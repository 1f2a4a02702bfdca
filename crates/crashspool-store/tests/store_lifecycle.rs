//! Integration tests: quota eviction and retention sweeps against a real
//! spool directory.

use std::fs::{self, File};
use std::io::Cursor;
use std::path::Path;
use std::time::{Duration, SystemTime};

use crashspool_core::domain::OwnerId;
use crashspool_store::{ReportStore, StoreLimits, UPLOAD_LOG_FILENAME};

const SIZE_LIMIT: u64 = 1024 * 1024;

fn limits() -> StoreLimits {
    StoreLimits {
        max_per_owner: 10,
        max_total: 20,
        max_groups_to_keep: 10,
        max_age: Duration::from_secs(30 * 24 * 60 * 60),
    }
}

fn ingest_one(store: &ReportStore, owner: u32) -> crashspool_store::Report {
    store
        .ingest(
            &mut Cursor::new(b"MDMP-payload".to_vec()),
            OwnerId::new(owner),
            SIZE_LIMIT,
        )
        .unwrap()
}

fn owned_count(store: &ReportStore, owner: u32) -> usize {
    store
        .list_reports()
        .unwrap()
        .iter()
        .filter(|r| r.name().owner() == Some(OwnerId::new(owner)))
        .count()
}

/// Backdate a file's modification time by `age`.
fn set_age(path: &Path, age: Duration) {
    let file = File::options().write(true).open(path).unwrap();
    file.set_modified(SystemTime::now() - age).unwrap();
}

#[test]
fn ingesting_under_the_cap_keeps_every_report() {
    // Scenario A: 3 reports for owner 5 with a per-owner cap of 10.
    let dir = tempfile::tempdir().unwrap();
    let store = ReportStore::new(dir.path().to_path_buf(), limits());

    for _ in 0..3 {
        ingest_one(&store, 5);
    }

    assert_eq!(owned_count(&store, 5), 3);
}

#[test]
fn per_owner_cap_evicts_the_owners_oldest_report() {
    // Scenario B: owner 5 is at its cap of 10; the 11th ingestion evicts
    // the oldest of the original 10 and keeps the new report.
    let dir = tempfile::tempdir().unwrap();
    let store = ReportStore::new(dir.path().to_path_buf(), limits());

    let mut originals = Vec::new();
    for i in 0..10 {
        let report = ingest_one(&store, 5);
        // Spread modification times so "oldest" is unambiguous.
        set_age(report.path(), Duration::from_secs(1000 - i * 10));
        originals.push(report);
    }
    let oldest = originals[0].path().to_path_buf();

    let newest = ingest_one(&store, 5);

    assert_eq!(owned_count(&store, 5), 10);
    assert!(!oldest.exists(), "the oldest original should be evicted");
    assert!(newest.path().exists());
}

#[test]
fn per_owner_cap_does_not_evict_other_owners() {
    let dir = tempfile::tempdir().unwrap();
    let store = ReportStore::new(dir.path().to_path_buf(), limits());

    let other = ingest_one(&store, 7);
    set_age(other.path(), Duration::from_secs(10_000));

    for _ in 0..11 {
        ingest_one(&store, 5);
    }

    // Owner 7's (much older) report survives; owner 5 paid its own quota.
    assert_eq!(owned_count(&store, 7), 1);
    assert_eq!(owned_count(&store, 5), 10);
}

#[test]
fn global_cap_evicts_the_oldest_report_across_owners() {
    let dir = tempfile::tempdir().unwrap();
    let store = ReportStore::new(
        dir.path().to_path_buf(),
        StoreLimits {
            max_per_owner: 4,
            max_total: 6,
            ..limits()
        },
    );

    let mut age = 1000;
    let first = ingest_one(&store, 1);
    set_age(first.path(), Duration::from_secs(age));
    for owner in [1, 2, 2, 3, 3] {
        age -= 100;
        let report = ingest_one(&store, owner);
        set_age(report.path(), Duration::from_secs(age));
    }
    assert_eq!(store.list_reports().unwrap().len(), 6);

    ingest_one(&store, 4);

    let reports = store.list_reports().unwrap();
    assert_eq!(reports.len(), 6);
    assert!(!first.path().exists(), "globally oldest report is evicted");
}

#[test]
fn uploaded_reports_never_count_toward_quota() {
    let dir = tempfile::tempdir().unwrap();
    let store = ReportStore::new(
        dir.path().to_path_buf(),
        StoreLimits {
            max_per_owner: 2,
            max_total: 4,
            ..limits()
        },
    );

    let uploaded = ingest_one(&store, 5);
    let uploaded = store.mark_uploaded(&uploaded).unwrap();

    ingest_one(&store, 5);
    ingest_one(&store, 5);

    // Two pending reports at the cap; the terminal report was not evicted
    // and did not trigger eviction of a pending one.
    assert!(uploaded.path().exists());
    assert_eq!(owned_count(&store, 5), 3);
}

#[test]
fn uploaded_report_is_never_selected_again() {
    // Scenario E: a report that succeeds is terminal.
    let dir = tempfile::tempdir().unwrap();
    let store = ReportStore::new(dir.path().to_path_buf(), limits());

    let report = ingest_one(&store, 5);
    let local_id = report.local_id().to_string();
    store.mark_uploaded(&report).unwrap();

    assert!(store.list_eligible(3).unwrap().is_empty());
    assert!(store.lookup_by_local_id(&local_id).unwrap().is_none());
}

#[test]
fn purge_deletes_uploaded_and_temporary_unconditionally() {
    let dir = tempfile::tempdir().unwrap();
    let store = ReportStore::new(dir.path().to_path_buf(), limits());

    let keep = ingest_one(&store, 5);
    let done = ingest_one(&store, 5);
    store.mark_uploaded(&done).unwrap();
    fs::write(dir.path().join("leftover.tmp"), b"partial").unwrap();

    let stats = store.purge().unwrap();

    assert_eq!(stats.uploaded_deleted, 1);
    assert_eq!(stats.temporary_deleted, 1);
    assert!(keep.path().exists());
}

#[test]
fn purge_deletes_reports_older_than_max_age() {
    let dir = tempfile::tempdir().unwrap();
    let store = ReportStore::new(
        dir.path().to_path_buf(),
        StoreLimits {
            max_age: Duration::from_secs(60),
            ..limits()
        },
    );

    let stale = ingest_one(&store, 5);
    set_age(stale.path(), Duration::from_secs(120));
    let fresh = ingest_one(&store, 5);

    let stats = store.purge().unwrap();

    assert_eq!(stats.expired_deleted, 1);
    assert!(!stale.path().exists());
    assert!(fresh.path().exists());
}

#[test]
fn purge_keeps_only_the_most_recent_groups() {
    let dir = tempfile::tempdir().unwrap();
    let store = ReportStore::new(
        dir.path().to_path_buf(),
        StoreLimits {
            max_groups_to_keep: 2,
            // Quota caps high enough to stay out of the way.
            max_per_owner: 100,
            max_total: 100,
            ..limits()
        },
    );

    // Three groups; "old" is the least recently modified. Its sidecar
    // (same base, different generation) must be purged along with it.
    for (name, age) in [
        ("old.dmp0", 300),
        ("old.dmp1", 300),
        ("mid.dmp0", 200),
        ("new.dmp0", 100),
    ] {
        let path = dir.path().join(name);
        fs::write(&path, b"MDMP").unwrap();
        set_age(&path, Duration::from_secs(age));
    }

    let stats = store.purge().unwrap();

    assert_eq!(stats.over_cap_deleted, 2);
    assert!(!dir.path().join("old.dmp0").exists());
    assert!(!dir.path().join("old.dmp1").exists());
    assert!(dir.path().join("mid.dmp0").exists());
    assert!(dir.path().join("new.dmp0").exists());
}

#[test]
fn purge_never_touches_the_upload_manifest() {
    let dir = tempfile::tempdir().unwrap();
    let store = ReportStore::new(
        dir.path().to_path_buf(),
        StoreLimits {
            max_age: Duration::from_secs(1),
            max_groups_to_keep: 0,
            ..limits()
        },
    );

    let log = store.upload_log();
    log.append("local-1", "remote-1").unwrap();
    set_age(log.path(), Duration::from_secs(10_000));

    let report = ingest_one(&store, 5);
    set_age(report.path(), Duration::from_secs(10_000));

    store.purge().unwrap();

    assert!(log.path().exists(), "{UPLOAD_LOG_FILENAME} must survive");
    assert_eq!(log.entries().unwrap().len(), 1);
    assert!(!report.path().exists());
}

• **What is required**: Scan each line of the entries above for the word "fresh" and report how many lines contain it, with nothing else.

• **Task output**: 2